Emotion ist eine Gemütsbewegung, die bewusst oder unbewusst durch ein Ereignis oder eine Situation ausgelöst und durch das Individuum bewusst oder unbewusst wahrgenommen wird. Zwar hat sich der Begriff „des Gefühls“ als Emotion in unserem heutigen Sprachgebrauch verankert, dieser ist jedoch nicht alles, was Emotion beschreibt. Anders als Gefühl beschreibt Emotion auch unterbewusste Erfahrung, wie etwa Begeisterung oder Stolz, die wir meist als Gefühl nicht ausdrücken können. [1]
Das deutsche Wort Emotion stammt aus dem lateinischen „emovere“, das mit „herausbewegen“ zu übersetzen ist. Den Begriff Emotion, so wie er heute genutzt wird, prägte als erster der schweizer Philosoph Anton Marty Anfang des 20. Jahrhunderts. [2]

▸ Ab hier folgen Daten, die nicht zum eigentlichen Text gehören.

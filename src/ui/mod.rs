pub mod terminal;
pub mod input;
pub mod renderers;

use std::io;
use ratatui::{backend::CrosstermBackend, Terminal};
use crate::types::{App, AppMode};

// Re-export the main public functions
pub use terminal::{setup_terminal, restore_terminal};

/// Main UI rendering function that delegates to specific mode renderers
pub fn render_ui(app: &App, terminal: &mut Terminal<CrosstermBackend<io::Stdout>>) -> Result<(), io::Error> {
    terminal.draw(|f| {
        match app.mode {
            AppMode::Normal => renderers::normal::render(f, app),
            AppMode::Detail => renderers::detail::render(f, app),
            AppMode::Settings => renderers::settings::render(f, app),
        }
    })?;
    Ok(())
}
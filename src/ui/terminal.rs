use std::io;

use crossterm::{
    event::{DisableMouseCapture, EnableMouseCapture},
    execute,
    terminal::{disable_raw_mode, enable_raw_mode, EnterAlternateScreen, LeaveAlternateScreen},
};
use ratatui::{backend::CrosstermBackend, Terminal};

pub fn setup_terminal() -> Result<Terminal<CrosstermBackend<io::Stdout>>, io::Error> {
    enable_raw_mode()?;
    let mut stdout = io::stdout();
    execute!(stdout, EnterAlternateScreen, EnableMouseCapture)?;
    let backend = CrosstermBackend::new(stdout);
    Terminal::new(backend)
}

pub fn restore_terminal(terminal: &mut Terminal<CrosstermBackend<io::Stdout>>) -> Result<(), io::Error> {
    disable_raw_mode()?;
    execute!(
        terminal.backend_mut(),
        LeaveAlternateScreen,
        DisableMouseCapture
    )?;
    terminal.show_cursor()?;
    Ok(())
}
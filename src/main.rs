mod config;
mod data;
mod interactive;
mod projector;
mod types;
mod ui;

use std::io;
use std::process::exit;
use std::time::{Duration, Instant};

use clap::Parser;
use crossterm::event::{self, Event};

use config::{Cli, reset_config};
use data::load_records;
use interactive::run_interactive_mode;
use projector::project;
use types::App;

fn display_startup_info(source: &str, record_count: usize, is_json: bool) {
    eprintln!("🚀 Starting utilboard...");
    eprintln!("📄 Data source: {}", source);
    eprintln!("👥 Records: {}", record_count);
    eprintln!("📊 Mode: {}", if is_json { "JSON output" } else { "Interactive TUI" });
    if !is_json {
        eprintln!("⏱️  Preparing table... (Press 'q' to quit)");
        eprintln!();
        eprintln!("🎯 Tip: Press '1'-'7' to sort by column, 'd' to flip the direction");
        eprintln!();
    }
}

fn main() -> Result<(), io::Error> {
    let cli = Cli::parse();

    // Handle reset flag first
    if cli.reset {
        match reset_config() {
            Ok(true) => {
                println!("✅ Saved configuration has been reset.");
                println!("   Next time you run the program, you'll see the full setup again.");
            }
            Ok(false) => {
                println!("ℹ️  No saved configuration found to reset.");
            }
            Err(e) => {
                eprintln!("❌ Error resetting configuration: {}", e);
                exit(1);
            }
        }
        return Ok(());
    }

    // Check if no arguments were provided - run interactive mode
    let (data_path, json_mode, show_earnings_column) =
        if cli.file.is_none() && !cli.json && !cli.hide_earnings {
            match run_interactive_mode()? {
                Some(config) => (config.data_path, config.json_mode, config.show_earnings_column),
                None => {
                    // User cancelled or quit
                    return Ok(());
                }
            }
        } else {
            // Arguments provided, use them (no file flag means the bundled payload)
            (cli.file, cli.json, !cli.hide_earnings)
        };

    let records = match load_records(data_path.as_deref()) {
        Ok(records) => records,
        Err(e) => {
            eprintln!("❌ {}", e);
            eprintln!("   Expected a JSON array of objects with an 'employees' wrapper.");
            exit(1);
        }
    };

    // The projection runs once per data load; everything after this point
    // only reads the finished rows
    let rows = project(&records);

    let source_label = source_label(data_path.as_deref());

    if json_mode {
        display_startup_info(&source_label, records.len(), true);
        if let Ok(json_output) = serde_json::to_string_pretty(&rows) {
            println!("{}", json_output);
        }
        return Ok(());
    }

    display_startup_info(&source_label, records.len(), false);

    // Small delay to let user read the information
    std::thread::sleep(Duration::from_millis(1500));

    // Start TUI
    let mut app = App::new(records, rows, show_earnings_column, data_path);
    let mut terminal = ui::setup_terminal()?;

    let tick_rate = Duration::from_millis(250);
    let mut last_tick = Instant::now();

    loop {
        // --- Draw UI ---
        ui::render_ui(&app, &mut terminal)?;

        // --- Input Handling ---
        let timeout = tick_rate
            .checked_sub(last_tick.elapsed())
            .unwrap_or_else(|| Duration::from_secs(0));

        if event::poll(timeout)? {
            if let Event::Key(event) = event::read()? {
                if event.kind == crossterm::event::KeyEventKind::Press {
                    if ui::input::handle_key_event(&mut app, event.code) {
                        break; // Exit condition
                    }
                }
            }
        }

        // --- Tick-based updates ---
        if last_tick.elapsed() >= tick_rate {
            // Cleanup notifications that have been displayed for more than 5 seconds
            if let Some(time) = app.settings_notification_time {
                if time.elapsed() > Duration::from_secs(5) {
                    app.settings_notification = None;
                    app.settings_notification_time = None;
                }
            }

            last_tick = Instant::now();
        }
    }

    ui::restore_terminal(&mut terminal)?;
    Ok(())
}

fn source_label(data_path: Option<&std::path::Path>) -> String {
    match data_path {
        Some(path) => path.display().to_string(),
        None => "bundled sample".to_string(),
    }
}
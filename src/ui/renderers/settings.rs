use ratatui::{
    widgets::{Block, Borders, Paragraph},
    layout::{Layout, Constraint, Direction},
    style::{Style, Color},
    text::{Line, Span, Text},
    Frame
};
use crate::config::{config_path_display, load_config};
use crate::types::{App, SortDirection};

/// Render the settings mode for configuration management
pub fn render(f: &mut Frame, app: &App) {
    // Main layout: Title + Settings Content + Notification (if any)
    let main_chunks = if app.settings_notification.is_some() {
        Layout::default()
            .direction(Direction::Vertical)
            .margin(1)
            .constraints([
                Constraint::Length(3),  // Title header
                Constraint::Min(0),     // Settings content
                Constraint::Length(3),  // Notification
            ])
            .split(f.size())
    } else {
        Layout::default()
            .direction(Direction::Vertical)
            .margin(1)
            .constraints([
                Constraint::Length(3),  // Title header
                Constraint::Min(0),     // Settings content
            ])
            .split(f.size())
    };

    render_title(f, main_chunks[0]);
    render_settings_content(f, app, main_chunks[1]);

    // Render notification if present
    if app.settings_notification.is_some() && main_chunks.len() > 2 {
        render_notification(f, app, main_chunks[2]);
    }
}

/// Render the title header
fn render_title(f: &mut Frame, area: ratatui::layout::Rect) {
    let block = Block::default().title("Settings & Configuration").borders(Borders::ALL);
    let inner = block.inner(area);
    f.render_widget(block, area);

    let nav_text = "q: quit | r: remove saved config | Esc/Tab: back to table";
    let nav_paragraph = Paragraph::new(nav_text);
    f.render_widget(nav_paragraph, inner);
}

/// Render the main settings content
fn render_settings_content(f: &mut Frame, app: &App, area: ratatui::layout::Rect) {
    let saved_line = match load_config() {
        Some(saved) => Line::from(format!(
            "Saved configuration: present (stored {})",
            saved.saved_at.format("%Y-%m-%d %H:%M UTC")
        )),
        None => Line::from(vec![
            Span::raw("Saved configuration: "),
            Span::styled("none", Style::default().fg(Color::DarkGray)),
        ]),
    };

    let direction_label = if app.sort_direction == SortDirection::Asc { "ascending" } else { "descending" };
    let text = Text::from(vec![
        Line::from(format!("Config file: {}", config_path_display())),
        saved_line,
        Line::from(""),
        Line::from("Current session:"),
        Line::from(format!("  Data source: {}", app.data_source_label())),
        Line::from(format!(
            "  Net earnings column: {}",
            if app.show_earnings_column { "shown" } else { "hidden" }
        )),
        Line::from(format!("  Sort direction: {}", direction_label)),
        Line::from(""),
        Line::from("Press 'r' to delete the saved configuration file. The next"),
        Line::from("start with no arguments will run the interactive setup again."),
    ]);

    let content = Paragraph::new(text)
        .block(Block::default().borders(Borders::ALL).title("Configuration"));
    f.render_widget(content, area);
}

/// Render the notification bar
fn render_notification(f: &mut Frame, app: &App, area: ratatui::layout::Rect) {
    if let Some(message) = &app.settings_notification {
        let notification = Paragraph::new(message.as_str())
            .style(Style::default().fg(Color::Yellow))
            .block(Block::default().borders(Borders::ALL).title("Notification"));
        f.render_widget(notification, area);
    }
}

Viele Philosophen und Psychologen beschäftigen sich bereits seit Jahrtausenden mit den menschlichen Emotionen. Dabei taucht immer wieder der Begriff der Basisemotion auf, welcher jedoch von der Anzahl der beinhalteten Emotionen aber vor allem auch vom Inhalt über die Zeit stark variiert.
Bereits im vierten Jahrhundert vor Christus legte Aristoteles insgesamt elf Basisemotionen fest: Begierde, Zorn, Furcht, Mut, Neid, Freude, Freundschaft, Hass, Sehnsucht, Eifer und Mitleid.
Diese wurden über die Jahrhunderte immer wieder verändert, der portugiesische Philosoph Baruch de Spinoza reduzierte diese im Jahr 1658 auf drei: Begierde, Freude und Hass.
Im 20. Jahrhundert entwickelte der Psychologen Paul Ekman das „Facial Action Coding System“. Durch Hilfe dieses Verfahrens werden sieben Emotionen unterschieden die auf der ganzen Welt, unabhängig von Sozialisierung oder Umwelt, messbar sind: Freude, Wut, Ekel, Furcht, Verachtung, Traurigkeit und Überraschung.
Das „Facial Action Coding System“ beschreibt einen Zusammenhang zwischen Gesichtsmuskulatur und den Emotionen des Probanden. Mit diesem System der Klassifizierung hat Ekman auf der ganzen Welt empirische Studien betrieben und die immer wieder erscheinenden Emotionen messen können. Mit Hilfe des Facial Action Coding System kann man beispielsweise zwischen einem gespielten und echten Lächeln unterscheiden. Ekman unterscheidet dafür so genannte „Action Units“ bei dem das Gesicht in 44 verschiedene Muskelbewegungen aufgeteilt wird. Zum Beispiel beschreibt er die Emotion Wut mit vier solcher „Action Units“: Zusammenziehen der Augenbrauen, Heben des oberen Augenlids, angespanntes unteres Augenlid, aufeinander gepresste Lippen.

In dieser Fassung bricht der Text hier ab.